Paralelamente, alimentos processados, como pães, embutidos, biscoitos e refrigerantes, ganharam importância e passaram a responder por 18,4% das fontes de energia consumidas.

Muitos desses alimentos são ingeridos em lanches ou refeições fora de casa, hábito que, segundo a POF, já faz parte do dia a dia de 40% dos brasileiros.

Segundo a POF, 61% dos brasileiros comem mais açúcar do que o indicado no dia a dia. Os excessos são cometidos também em relação às gorduras saturadas (no caso de 82% das pessoas) e de sal (70%).

Segundo Malta, apenas 18% dos brasileiros seguem a recomendação de comer 400 gramas ao dia de frutas, legumes e verduras.

Urbanização

O endocrinologista Bruno Geloneze, coordenador do laboratório de metabolismo e diabetes da Universidade Estadual de Campinas (Unicamp), relaciona a mudança nos padrões alimentares a outros dois fatores, além do aumento de renda da população mais pobre: a urbanização, que facilita o acesso a produtos industrializados, e a pressão da indústria alimentícia.

Hoje, segundo o médico, é mais fácil e barato comprar alimentos obesogênicos (processados e com alta densidade de calorias) do que comidas saudáveis, in natura.

Por isso, Geloneze defende a sobretaxação dos alimentos gordurosos e subsídios aos saudáveis.

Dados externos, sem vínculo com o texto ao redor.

//! Document Store
//!
//! Historical summaries keyed by package, package version and toolchain
//! version. Each stored document carries the fingerprint of the machine that
//! produced it; comparisons only trust documents from a compatible machine.

use crate::benchmark::PackageBenchmarkSummary;
use chrono::{DateTime, Utc};
use serde::{Deserialize, Serialize};
use std::fs;
use std::path::PathBuf;
use thiserror::Error;

/// Document schema version
pub const DOCUMENT_SCHEMA_VERSION: u32 = 1;

/// Errors from reading or writing stored documents
#[derive(Debug, Error)]
pub enum StoreError {
    #[error("I/O error on {}: {source}", path.display())]
    Io {
        path: PathBuf,
        #[source]
        source: std::io::Error,
    },

    #[error("Malformed document file {}: {source}", path.display())]
    Malformed {
        path: PathBuf,
        #[source]
        source: serde_json::Error,
    },

    #[error("Serialization error: {0}")]
    Serialization(#[from] serde_json::Error),
}

/// Hardware and OS identity of the measuring machine
#[derive(Debug, Clone, PartialEq, Serialize, Deserialize)]
pub struct SystemFingerprint {
    pub os: String,
    pub os_version: String,
    pub arch: String,
    pub cpu: String,
    pub cpu_cores: u32,
    pub memory_gb: f64,
}

impl SystemFingerprint {
    /// Timings are only comparable when taken on the same kind of machine.
    ///
    /// OS version and installed memory are informational and do not count.
    pub fn is_compatible_with(&self, other: &SystemFingerprint) -> bool {
        self.os == other.os
            && self.arch == other.arch
            && self.cpu == other.cpu
            && self.cpu_cores == other.cpu_cores
    }
}

/// Metadata stored alongside each summary
#[derive(Debug, Clone, PartialEq, Serialize, Deserialize)]
pub struct DocumentMeta {
    pub schema_version: u32,
    pub timestamp: DateTime<Utc>,
    pub system: SystemFingerprint,
    pub lsperf_version: String,
}

/// A persisted summary
#[derive(Debug, Clone, PartialEq, Serialize, Deserialize)]
pub struct BenchmarkDocument {
    pub meta: DocumentMeta,
    pub summary: PackageBenchmarkSummary,
}

impl BenchmarkDocument {
    /// Wrap a fresh summary, stamped now
    pub fn new(summary: PackageBenchmarkSummary, system: SystemFingerprint) -> Self {
        Self {
            meta: DocumentMeta {
                schema_version: DOCUMENT_SCHEMA_VERSION,
                timestamp: Utc::now(),
                system,
                lsperf_version: env!("CARGO_PKG_VERSION").to_string(),
            },
            summary,
        }
    }

    /// Lookup key of this document
    pub fn key(&self) -> DocumentKey {
        DocumentKey {
            package_name: self.summary.run.package_name.clone(),
            package_version: self.summary.run.package_version.clone(),
            toolchain_version: self.summary.run.toolchain_version.clone(),
        }
    }
}

/// Identifies one history of documents
#[derive(Debug, Clone, PartialEq, Eq, Hash)]
pub struct DocumentKey {
    pub package_name: String,
    pub package_version: String,
    pub toolchain_version: String,
}

impl DocumentKey {
    /// Key for one package version under one toolchain
    pub fn new(
        package_name: impl Into<String>,
        package_version: impl Into<String>,
        toolchain_version: impl Into<String>,
    ) -> Self {
        Self {
            package_name: package_name.into(),
            package_version: package_version.into(),
            toolchain_version: toolchain_version.into(),
        }
    }

    /// File-system safe name; scoped names like `@scope/pkg` become `scope__pkg`
    fn file_name(&self) -> String {
        let sanitize = |s: &str| {
            s.trim_start_matches('@')
                .chars()
                .map(|c| match c {
                    'a'..='z' | 'A'..='Z' | '0'..='9' | '.' | '-' | '_' => c.to_string(),
                    _ => "__".to_string(),
                })
                .collect::<String>()
        };
        format!(
            "{}@{}+{}.json",
            sanitize(&self.package_name),
            sanitize(&self.package_version),
            sanitize(&self.toolchain_version)
        )
    }
}

impl std::fmt::Display for DocumentKey {
    fn fmt(&self, f: &mut std::fmt::Formatter<'_>) -> std::fmt::Result {
        write!(
            f,
            "{}@{} ({})",
            self.package_name, self.package_version, self.toolchain_version
        )
    }
}

/// Persistent store of benchmark documents
pub trait DocumentStore {
    /// Most recent document for the key, if any
    fn get_latest(&self, key: &DocumentKey) -> Result<Option<BenchmarkDocument>, StoreError>;

    /// Append a document to its history
    fn insert(&mut self, document: &BenchmarkDocument) -> Result<(), StoreError>;
}

/// One JSON file per key, holding the append-only history as an array
#[derive(Debug, Clone)]
pub struct JsonFileStore {
    root: PathBuf,
}

impl JsonFileStore {
    /// Store rooted at `root`; the directory is created on first insert
    pub fn new(root: impl Into<PathBuf>) -> Self {
        Self { root: root.into() }
    }

    fn path_for(&self, key: &DocumentKey) -> PathBuf {
        self.root.join(key.file_name())
    }

    /// Full history for a key, oldest first
    pub fn history(&self, key: &DocumentKey) -> Result<Vec<BenchmarkDocument>, StoreError> {
        let path = self.path_for(key);
        let content = match fs::read_to_string(&path) {
            Ok(content) => content,
            Err(e) if e.kind() == std::io::ErrorKind::NotFound => return Ok(Vec::new()),
            Err(source) => return Err(StoreError::Io { path, source }),
        };
        serde_json::from_str(&content).map_err(|source| StoreError::Malformed { path, source })
    }
}

impl DocumentStore for JsonFileStore {
    fn get_latest(&self, key: &DocumentKey) -> Result<Option<BenchmarkDocument>, StoreError> {
        Ok(self
            .history(key)?
            .into_iter()
            .max_by_key(|d| d.meta.timestamp))
    }

    fn insert(&mut self, document: &BenchmarkDocument) -> Result<(), StoreError> {
        let key = document.key();
        let mut history = self.history(&key)?;
        history.push(document.clone());

        fs::create_dir_all(&self.root).map_err(|source| StoreError::Io {
            path: self.root.clone(),
            source,
        })?;

        // Write then rename so a crash never leaves a truncated history
        let path = self.path_for(&key);
        let staging = path.with_extension("json.tmp");
        let json = serde_json::to_string_pretty(&history)?;
        fs::write(&staging, json).map_err(|source| StoreError::Io {
            path: staging.clone(),
            source,
        })?;
        fs::rename(&staging, &path).map_err(|source| StoreError::Io {
            path: path.clone(),
            source,
        })?;

        tracing::debug!(key = %key, entries = history.len(), "document stored");
        Ok(())
    }
}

Ele também é favorável à restrição à publicidade de comidas obesogênicas. Segundo ele, política semelhante foi aplicada ao tabagismo, com bons resultados.

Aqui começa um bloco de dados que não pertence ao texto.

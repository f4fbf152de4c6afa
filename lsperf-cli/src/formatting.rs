//! Output Formatting
//!
//! Human-readable terminal output for a run's comparison outcomes:
//! - one block per package/toolchain with a verdict icon
//! - every metric with before/after values and significance
//! - notes for crashes, time limits and noisy measurements

use lsperf_logic::{ComparisonOutcome, OverallChange, Significance};
use lsperf_report::Operation;
use lsperf_stats::NOISY_CV_THRESHOLD;

fn verdict_icon(change: Option<OverallChange>) -> &'static str {
    match change {
        None => "•",
        Some(c) if c == OverallChange::MIXED => "±",
        Some(c) if c.is_worse() => "✗",
        Some(c) if c.is_better() => "✓",
        Some(_) => "=",
    }
}

fn significance_marker(significance: Option<Significance>) -> &'static str {
    match significance {
        Some(Significance::Alert) => "  ALERT",
        Some(Significance::Warning) => "  warning",
        Some(Significance::Awesome) => "  awesome",
        None => "",
    }
}

/// Format comparison outcomes for terminal display
pub fn format_human_output(outcomes: &[ComparisonOutcome], overall: Option<OverallChange>) -> String {
    let mut output = String::new();

    output.push('\n');
    output.push_str("lsperf Results\n");
    output.push_str(&"=".repeat(60));
    output.push_str("\n\n");

    for outcome in outcomes {
        let run = &outcome.after.summary.run;
        output.push_str(&format!(
            "{} {}@{} ({})",
            verdict_icon(outcome.change),
            run.package_name,
            run.package_version,
            run.toolchain_version
        ));
        match (&outcome.before, outcome.change) {
            (Some(before), Some(change)) => output.push_str(&format!(
                "  vs {}: {}\n",
                before.summary.run.toolchain_version, change
            )),
            _ => output.push_str("  (no baseline)\n"),
        }
        output.push_str(&"-".repeat(60));
        output.push('\n');

        let width = outcome
            .metrics
            .iter()
            .map(|m| m.metric.name.len())
            .max()
            .unwrap_or(20);

        for m in &outcome.metrics {
            let after = m
                .after
                .map(|v| m.metric.format.format(v))
                .unwrap_or_else(|| "n/a".to_string());
            match (&outcome.before, m.before) {
                (Some(_), before) => {
                    let before = before
                        .map(|v| m.metric.format.format(v))
                        .unwrap_or_else(|| "n/a".to_string());
                    let diff = m
                        .percent_diff
                        .map(|pd| format!("{:+.1}%", pd * 100.0))
                        .unwrap_or_default();
                    output.push_str(&format!(
                        "  {:<width$}  {:>14} → {:>14}  {:>8}{}\n",
                        m.metric.name,
                        before,
                        after,
                        diff,
                        significance_marker(m.significance),
                        width = width
                    ));
                }
                (None, _) => {
                    output.push_str(&format!(
                        "  {:<width$}  {:>14}\n",
                        m.metric.name,
                        after,
                        width = width
                    ));
                }
            }
        }

        if run.language_service_crashed {
            output.push_str("  note: the language service crashed on some positions\n");
        }
        if run.timed_out {
            output.push_str("  note: time limit reached before all trials finished\n");
        }
        if outcome.after.summary.batch.is_none() {
            output.push_str("  note: batch compile metrics unavailable\n");
        }
        for operation in Operation::ALL {
            if let Some(stat) = outcome.after.summary.operation(operation) {
                if stat.mean_coefficient_of_variation > NOISY_CV_THRESHOLD {
                    output.push_str(&format!(
                        "  note: {} timings are noisy (mean CV {:.0}%)\n",
                        operation.name(),
                        stat.mean_coefficient_of_variation * 100.0
                    ));
                }
            }
        }
        output.push('\n');
    }

    output.push_str(&format!(
        "Overall: {}\n",
        overall.map(|c| c.label()).unwrap_or("no verdict")
    ));
    output
}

O endocrinologista também aponta, entre as razões por trás do aumento da obesidade, os crescentes índices de sedentarismo.

Segundo ele, inovações como o telefone celular e vidros elétricos nos carros tiveram grande peso na redução de atividades físicas fora dos momentos de lazer.

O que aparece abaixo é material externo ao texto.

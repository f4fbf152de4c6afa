//! Metric Catalog
//!
//! The fixed set of numbers compared between two summaries. Each entry knows
//! how to read its value, how to judge a change, and how to print itself.

use crate::significance::{BaseRule, Modifier, SignificanceRule, ValueExtractor};
use lsperf_report::{Operation, PackageBenchmarkSummary, StatSummary};

/// How a metric value is printed
#[derive(Debug, Clone, Copy, PartialEq, Eq)]
pub enum MetricFormat {
    /// Plain integer with thousands separators
    Count,
    /// Byte size, printed in KiB/MiB
    Bytes,
    /// Milliseconds with one decimal
    Milliseconds,
    /// Unitless ratio printed as a percentage
    Percentage,
}

impl MetricFormat {
    /// Render a value
    pub fn format(self, value: f64) -> String {
        match self {
            MetricFormat::Count => group_thousands(value.round() as i64),
            MetricFormat::Bytes => {
                let kib = value / 1024.0;
                if kib >= 1024.0 {
                    format!("{:.1} MiB", kib / 1024.0)
                } else {
                    format!("{:.1} KiB", kib)
                }
            }
            MetricFormat::Milliseconds => format!("{:.1} ms", value),
            MetricFormat::Percentage => format!("{:.1}%", value * 100.0),
        }
    }
}

fn group_thousands(n: i64) -> String {
    let digits = n.unsigned_abs().to_string();
    let mut out = String::with_capacity(digits.len() + digits.len() / 3 + 1);
    if n < 0 {
        out.push('-');
    }
    for (i, c) in digits.chars().enumerate() {
        if i > 0 && (digits.len() - i) % 3 == 0 {
            out.push(',');
        }
        out.push(c);
    }
    out
}

/// Static descriptor of one compared number
#[derive(Debug)]
pub struct Metric {
    pub name: &'static str,
    pub value: ValueExtractor,
    pub significance: SignificanceRule,
    pub format: MetricFormat,
}

impl Metric {
    /// Read this metric from a summary
    pub fn value_of(&self, summary: &PackageBenchmarkSummary) -> Option<f64> {
        (self.value)(summary)
    }
}

fn identifier_count(s: &PackageBenchmarkSummary) -> Option<f64> {
    Some(s.run.identifier_count as f64)
}

fn type_count(s: &PackageBenchmarkSummary) -> Option<f64> {
    s.batch.as_ref().map(|b| b.type_count as f64)
}

fn memory_usage(s: &PackageBenchmarkSummary) -> Option<f64> {
    s.batch.as_ref().map(|b| b.memory_usage as f64)
}

fn assignability_cache(s: &PackageBenchmarkSummary) -> Option<f64> {
    s.batch.as_ref().map(|b| b.relation_cache_sizes.assignable as f64)
}

fn identity_cache(s: &PackageBenchmarkSummary) -> Option<f64> {
    s.batch.as_ref().map(|b| b.relation_cache_sizes.identity as f64)
}

fn subtype_cache(s: &PackageBenchmarkSummary) -> Option<f64> {
    s.batch.as_ref().map(|b| b.relation_cache_sizes.subtype as f64)
}

fn strict_subtype_cache(s: &PackageBenchmarkSummary) -> Option<f64> {
    s.batch.as_ref().map(|b| b.relation_cache_sizes.strict_subtype as f64)
}

fn stat(
    s: &PackageBenchmarkSummary,
    operation: Operation,
    field: fn(&StatSummary) -> f64,
) -> Option<f64> {
    s.operation(operation).map(field)
}

fn worst_mean_of(s: &PackageBenchmarkSummary, operation: Operation) -> Option<f64> {
    let summary = s.operation(operation)?;
    lsperf_stats::mean(summary.worst.durations(operation))
}

/// Batch-compile sizes scale with the amount of code under test
const BATCH_SIZE_MODIFIERS: &[Modifier] = &[
    Modifier::ProportionalTo {
        reference: identifier_count,
        reference_name: "identifier count",
    },
    Modifier::Floor { min: 1000.0 },
];

const LATENCY_FLOOR: &[Modifier] = &[Modifier::Floor { min: 5.0 }];
const WORST_LATENCY_FLOOR: &[Modifier] = &[Modifier::Floor { min: 20.0 }];

const BATCH_SIZE_RULE: SignificanceRule =
    SignificanceRule::with(BaseRule::OrderOfMagnitude, BATCH_SIZE_MODIFIERS);
const LATENCY_RULE: SignificanceRule = SignificanceRule::with(BaseRule::PercentDiff, LATENCY_FLOOR);
const WORST_LATENCY_RULE: SignificanceRule =
    SignificanceRule::with(BaseRule::PercentDiff, WORST_LATENCY_FLOOR);
const INFORMATIONAL: SignificanceRule = SignificanceRule::plain(BaseRule::Insignificant);

/// Every metric, in report order
pub static METRICS: &[Metric] = &[
    Metric {
        name: "Identifier count",
        value: identifier_count,
        significance: INFORMATIONAL,
        format: MetricFormat::Count,
    },
    Metric {
        name: "Type count",
        value: type_count,
        significance: BATCH_SIZE_RULE,
        format: MetricFormat::Count,
    },
    Metric {
        name: "Memory usage",
        value: memory_usage,
        significance: INFORMATIONAL,
        format: MetricFormat::Bytes,
    },
    Metric {
        name: "Assignability cache size",
        value: assignability_cache,
        significance: BATCH_SIZE_RULE,
        format: MetricFormat::Count,
    },
    Metric {
        name: "Identity cache size",
        value: identity_cache,
        significance: BATCH_SIZE_RULE,
        format: MetricFormat::Count,
    },
    Metric {
        name: "Subtype cache size",
        value: subtype_cache,
        significance: BATCH_SIZE_RULE,
        format: MetricFormat::Count,
    },
    Metric {
        name: "Strict subtype cache size",
        value: strict_subtype_cache,
        significance: BATCH_SIZE_RULE,
        format: MetricFormat::Count,
    },
    Metric {
        name: "Completions: mean",
        value: |s| stat(s, Operation::Completions, |x| x.mean),
        significance: LATENCY_RULE,
        format: MetricFormat::Milliseconds,
    },
    Metric {
        name: "Completions: median",
        value: |s| stat(s, Operation::Completions, |x| x.median),
        significance: LATENCY_RULE,
        format: MetricFormat::Milliseconds,
    },
    Metric {
        name: "Completions: worst mean",
        value: |s| worst_mean_of(s, Operation::Completions),
        significance: WORST_LATENCY_RULE,
        format: MetricFormat::Milliseconds,
    },
    Metric {
        name: "Completions: mean CV",
        value: |s| stat(s, Operation::Completions, |x| x.mean_coefficient_of_variation),
        significance: INFORMATIONAL,
        format: MetricFormat::Percentage,
    },
    Metric {
        name: "Completions: trials",
        value: |s| stat(s, Operation::Completions, |x| x.trials as f64),
        significance: INFORMATIONAL,
        format: MetricFormat::Count,
    },
    Metric {
        name: "Quick info: mean",
        value: |s| stat(s, Operation::QuickInfo, |x| x.mean),
        significance: LATENCY_RULE,
        format: MetricFormat::Milliseconds,
    },
    Metric {
        name: "Quick info: median",
        value: |s| stat(s, Operation::QuickInfo, |x| x.median),
        significance: LATENCY_RULE,
        format: MetricFormat::Milliseconds,
    },
    Metric {
        name: "Quick info: worst mean",
        value: |s| worst_mean_of(s, Operation::QuickInfo),
        significance: WORST_LATENCY_RULE,
        format: MetricFormat::Milliseconds,
    },
    Metric {
        name: "Quick info: mean CV",
        value: |s| stat(s, Operation::QuickInfo, |x| x.mean_coefficient_of_variation),
        significance: INFORMATIONAL,
        format: MetricFormat::Percentage,
    },
    Metric {
        name: "Quick info: trials",
        value: |s| stat(s, Operation::QuickInfo, |x| x.trials as f64),
        significance: INFORMATIONAL,
        format: MetricFormat::Count,
    },
];

/// Look a metric up by display name
pub fn metric(name: &str) -> Option<&'static Metric> {
    METRICS.iter().find(|m| m.name == name)
}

O médico cita ainda a dificuldade para caminhar nas grandes cidades brasileiras, que privilegiam os deslocamentos por automóveis, e a violência, que faz com que muitos evitem sair à rua.

Crianças obesas

O medo da violência, aliás, tem influenciado o crescimento da obesidade também entre as crianças, segundo o endocrinologista Alfredo Halpern, professor de medicina da Universidade de São Paulo e membro da Associação Brasileira para o Estudo da Obesidade e da Síndrome Metabólica (Abeso).

Halpern diz que o hábito de brincar na rua tem sido substituído por atividades dentro das casas e apartamentos, que incluem horas diante do computador ou do videogame.

Ele também menciona os níveis crescentes de estresse e a redução nas horas de sono – ambos os fatores, segundo ele, estimulam a produção de hormônios que favorecem o ganho de peso e inibem a produção de hormônios com efeito contrário.

Além dos os fatores associados à urbanização e ao crescimento da renda, todos os especialistas entrevistados pela BBC Brasil citam, entre as causas para os crescentes índices de obesidade no país, as duras condições vividas por boa parte dos adultos brasileiros durante a infância.

Halpern explica que pessoas que nascem com baixo peso, ou que se alimentam mal durante a primeira infância, podem ter o equílibrio do organismo alterado, fazendo com que retenham mais energia.

Acesso à informação

Para frear o crescimento nos índices de obesidade, Bruno Geloneze, da Unicamp, prega a importância da informação. “As pessoas precisam aprender a ler rótulos e a compreender as vantagens dos alimentos in natura”, afirma.

Segundo ele, pesquisas indicam que, dentre todos as classes sociais e em todas as regiões do país, somente um grupo, formado por mulheres do Sudeste com alta renda e alta escolaridade, não registrou ganho de peso nos últimos anos.

“Isso não ocorreu porque essas mulheres vão à academia, mas porque possuem informação”, diz.

“A nova classe média ganha dinheiro, mas não informação. É natural que haja uma explosão de obesidade.”